The value of a smile: why artificial intelligence systems are learning to recognize human emotions?
Emotion recognition market value is worth approximately $ 20-30 billion, but vendors do not know exactly how to approach it
A surge of public and scientific interest in the subject of the emotions detection and recognition, as well as a boom based on the data technology solutions occurred in the second half of 2000 - the beginning of the 2010s. There processes reached peak values by the 2015-2016. Back to that time two technological giants - Microsoft and Google Corp. - made their pilot projects available for ordinary users. The demo version of the Microsoft program (Project Oxford), for example, quickly became popular. The idea of the program is that you upload a photo, and the program tries with some degree of probability to detect an emotion based on the person's microexpressions, choosing from six basic ones: contempt, disgust, fear, happiness, sadness, surprise or neutral state.
Another global player - Apple Inc. - acquired Emotient Inc, an artificial intelligence startup which had developed technology to scan faces and read people's emotions. At the same time, interesting products from small companies appeared on the market. For example, Affectiva, which grew out of the laboratory of emotional calculations (affective computing) of the Massachusetts Institute of Technology. Back in 2013, the American Forbes called the product developed by Affectiva one of the five most breakthrough technologies. A similar project - Emotient - is made by graduates of the California Institute in San Diego. Emotient had raised $8 million from investors including Intel Capital.
Over the course of time algorithms have become better, but the question of the practical benefits of technology is still relevant. How to apply the tagging of friends' emotions on a photo in Facebook or the transformation of a smile into a personalized emoji? It is possible to use these technologies quite successfully for neuromarketing purposes. For example, the Affectiva use one of its products exclusively for conducting market research. However, there is a significant problem.

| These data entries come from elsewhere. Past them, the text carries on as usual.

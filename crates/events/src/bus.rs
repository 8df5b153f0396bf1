//! In-process event bus backed by a `tokio::sync::broadcast` channel.
//!
//! [`EventBus`] is the publish/subscribe hub for [`PlatformEvent`]s. It is
//! shared via `Arc<EventBus>` across the application.

use chrono::{DateTime, Utc};
use interpret_core::types::DbId;
use serde::{Deserialize, Serialize};
use tokio::sync::broadcast;

// ---------------------------------------------------------------------------
// PlatformEvent
// ---------------------------------------------------------------------------

/// A domain event that occurred on the platform.
///
/// Constructed via [`PlatformEvent::new`] and enriched with the builder
/// methods [`with_source`](PlatformEvent::with_source),
/// [`with_actor`](PlatformEvent::with_actor), and
/// [`with_payload`](PlatformEvent::with_payload).
#[derive(Debug, Clone, Serialize, Deserialize)]
pub struct PlatformEvent {
    /// Dot-separated event name, e.g. `"ceu.certificate_issued"`.
    pub event_type: String,

    /// Optional source entity kind (e.g. `"certificate"`).
    pub source_entity_type: Option<String>,

    /// Optional source entity id.
    pub source_entity_id: Option<DbId>,

    /// Optional id of the user that triggered the event.
    pub actor_user_id: Option<DbId>,

    /// Free-form JSON payload carrying event-specific data.
    pub payload: serde_json::Value,

    /// When the event was created (UTC).
    pub timestamp: DateTime<Utc>,
}

impl PlatformEvent {
    /// Create a new event with only the required `event_type`.
    pub fn new(event_type: impl Into<String>) -> Self {
        Self {
            event_type: event_type.into(),
            source_entity_type: None,
            source_entity_id: None,
            actor_user_id: None,
            payload: serde_json::Value::Object(Default::default()),
            timestamp: Utc::now(),
        }
    }

    /// Attach a source entity to the event.
    pub fn with_source(mut self, entity_type: impl Into<String>, entity_id: DbId) -> Self {
        self.source_entity_type = Some(entity_type.into());
        self.source_entity_id = Some(entity_id);
        self
    }

    /// Attach the acting user to the event.
    pub fn with_actor(mut self, user_id: DbId) -> Self {
        self.actor_user_id = Some(user_id);
        self
    }

    /// Set the JSON payload for the event.
    pub fn with_payload(mut self, payload: serde_json::Value) -> Self {
        self.payload = payload;
        self
    }
}

// ---------------------------------------------------------------------------
// EventBus
// ---------------------------------------------------------------------------

/// Default buffer capacity for the broadcast channel.
const DEFAULT_CAPACITY: usize = 256;

/// In-process fan-out event bus.
pub struct EventBus {
    sender: broadcast::Sender<PlatformEvent>,
}

impl EventBus {
    /// Create a bus with a specific channel capacity.
    ///
    /// When the buffer is full, the oldest un-consumed messages are dropped
    /// and slow receivers observe a `RecvError::Lagged`.
    pub fn new(capacity: usize) -> Self {
        let (sender, _) = broadcast::channel(capacity);
        Self { sender }
    }

    /// Publish an event to all current subscribers.
    ///
    /// If there are no active subscribers the event is silently dropped.
    pub fn publish(&self, event: PlatformEvent) {
        // SendError only means there are zero receivers.
        let _ = self.sender.send(event);
    }

    /// Subscribe to all events published on this bus.
    pub fn subscribe(&self) -> broadcast::Receiver<PlatformEvent> {
        self.sender.subscribe()
    }
}

impl Default for EventBus {
    fn default() -> Self {
        Self::new(DEFAULT_CAPACITY)
    }
}
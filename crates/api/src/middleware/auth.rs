//! JWT-based authentication extractor for Axum handlers.

use axum::extract::FromRequestParts;
use axum::http::request::Parts;
use interpret_core::error::CoreError;
use interpret_core::types::DbId;

use interpret_db::repositories::ProfileRepo;

use crate::auth::jwt::validate_token;
use crate::error::{AppError, AppResult};
use crate::state::AppState;

/// Authenticated user extracted from a JWT Bearer token in the `Authorization` header.
///
/// ```ignore
/// async fn my_handler(user: AuthUser) -> AppResult<Json<()>> {
///     tracing::info!(user_id = %user.user_id, "handling request");
///     Ok(Json(()))
/// }
/// ```
#[derive(Debug, Clone)]
pub struct AuthUser {
    /// The user's id (from `claims.sub`).
    pub user_id: DbId,
    /// Email claim, if the token carries one.
    pub email: Option<String>,
}

impl AuthUser {
    /// Make sure a `profiles` row exists for this user before writing rows
    /// that reference it. The token email seeds the new row.
    pub async fn ensure_profile(&self, state: &AppState) -> AppResult<()> {
        let email = self.email.as_deref().unwrap_or_default();
        if ProfileRepo::ensure(&state.pool, self.user_id, email).await? {
            tracing::info!(user_id = %self.user_id, "Profile created from token");
        }
        Ok(())
    }
}

impl FromRequestParts<AppState> for AuthUser {
    type Rejection = AppError;

    async fn from_request_parts(
        parts: &mut Parts,
        state: &AppState,
    ) -> Result<Self, Self::Rejection> {
        let auth_header = parts
            .headers
            .get("authorization")
            .and_then(|v| v.to_str().ok())
            .ok_or_else(|| {
                AppError::Core(CoreError::Unauthorized(
                    "Missing Authorization header".into(),
                ))
            })?;

        let token = auth_header.strip_prefix("Bearer ").ok_or_else(|| {
            AppError::Core(CoreError::Unauthorized(
                "Invalid Authorization format. Expected: Bearer <token>".into(),
            ))
        })?;

        let claims = validate_token(token, &state.config.jwt).map_err(|_| {
            AppError::Core(CoreError::Unauthorized("Invalid or expired token".into()))
        })?;

        Ok(AuthUser {
            user_id: claims.sub,
            email: claims.email,
        })
    }
}
use std::sync::Arc;

use crate::config::ServerConfig;

/// Shared application state available to all Axum handlers via `State<AppState>`.
///
/// Cheaply cloneable: the inner data is behind `Arc` or is already `Clone`.
#[derive(Clone)]
pub struct AppState {
    /// Database connection pool.
    pub pool: interpret_db::DbPool,
    pub config: Arc<ServerConfig>,
    /// Lifecycle events for the email notifier.
    pub event_bus: Arc<interpret_events::EventBus>,
}
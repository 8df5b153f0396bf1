/// All primary keys are PostgreSQL UUIDs. User ids are issued by the
/// identity provider and share the same representation.
pub type DbId = uuid::Uuid;

/// All timestamps are UTC.
pub type Timestamp = chrono::DateTime<chrono::Utc>;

All these products, whether platform or cloud, usually detect a person's emotions by the facial expressions on his face. Roughly speaking, a certain number of points are selected on the face and compared with a bank of photographs, on which the emotion is already been recognized. However, this is not enough.
When you watch videos without sound you can clearly detect one particular emotion. As soon as you turn the sound on, the picture can change: the perception of emotion will be completely different. One channel of information sets rather strict restrictions and as long as the program for recognizing emotions remains more in the status of "toys", mistakes are not so critical. But if we want to make an accurate non-contact detection of emotions, behavior patterns and physiological responses of the body, then we need additional sources of information about human experiences. For example falsehood - it's kind of hiding emotions. And if we understand what kind of emotions the person tries to hide from the eyes of the interlocutor or the camera lens, then we will be able to reveal when he is lying directly, dodging or keeping back. Imagine a top manager or a politician speaking at a press conference. He can recite from the platform with a completely stony face, but the intonation of the voice, the movements of his eyes or body, certainly at some point will give him out.
For correct emotion recognition many channels are required, at least not less than four, analyzed simultaneously. The first is the person's face. Mimicry is recognized quite clearly - international competitions and hackathons regularly take place, where teams from different countries show their solutions. Usually a 3D model of the head is built, and micro-motions of muscles are caught on it. The second channel is the oculomotor activity. Tracking the movements of the eyes, saccades and fixations, gives a lot of important information, because the visual perception of reality - in a sense, the main thing for a person. The third is the movements of the body, including small motor skills, barely perceptible with the naked eye: hands, fingers, knees, feet and so on. Well, the fourth channel is the voice. And here is a huge field for work: after all, you can not only recognize the intonation, but also isolate the emotional coloring of the speech, see what and how the person says.
In fact, there are other channels, particularly - physiology. For example, by speeding up the video recording and tracing the fluctuations of the head, you can measure the pulse. And to establish whether it is becoming more frequent in some situation or not. Expressions of "the shadow ran over the face" or "the face is white with horror" are embodied in reality - this can be seen on the video, but it should be of an ideal quality. Already, there are examples of technologies that track the change in the color of the pixels on the person's face - so you can understand how the blood vessels fill up. Such experiments were made in 2012 by scientists from MIT, and in their demo videos they showed how to measure the pulse, for example, of a sleeping child. But these are only isolated cases, and such technologies have not been widely used yet.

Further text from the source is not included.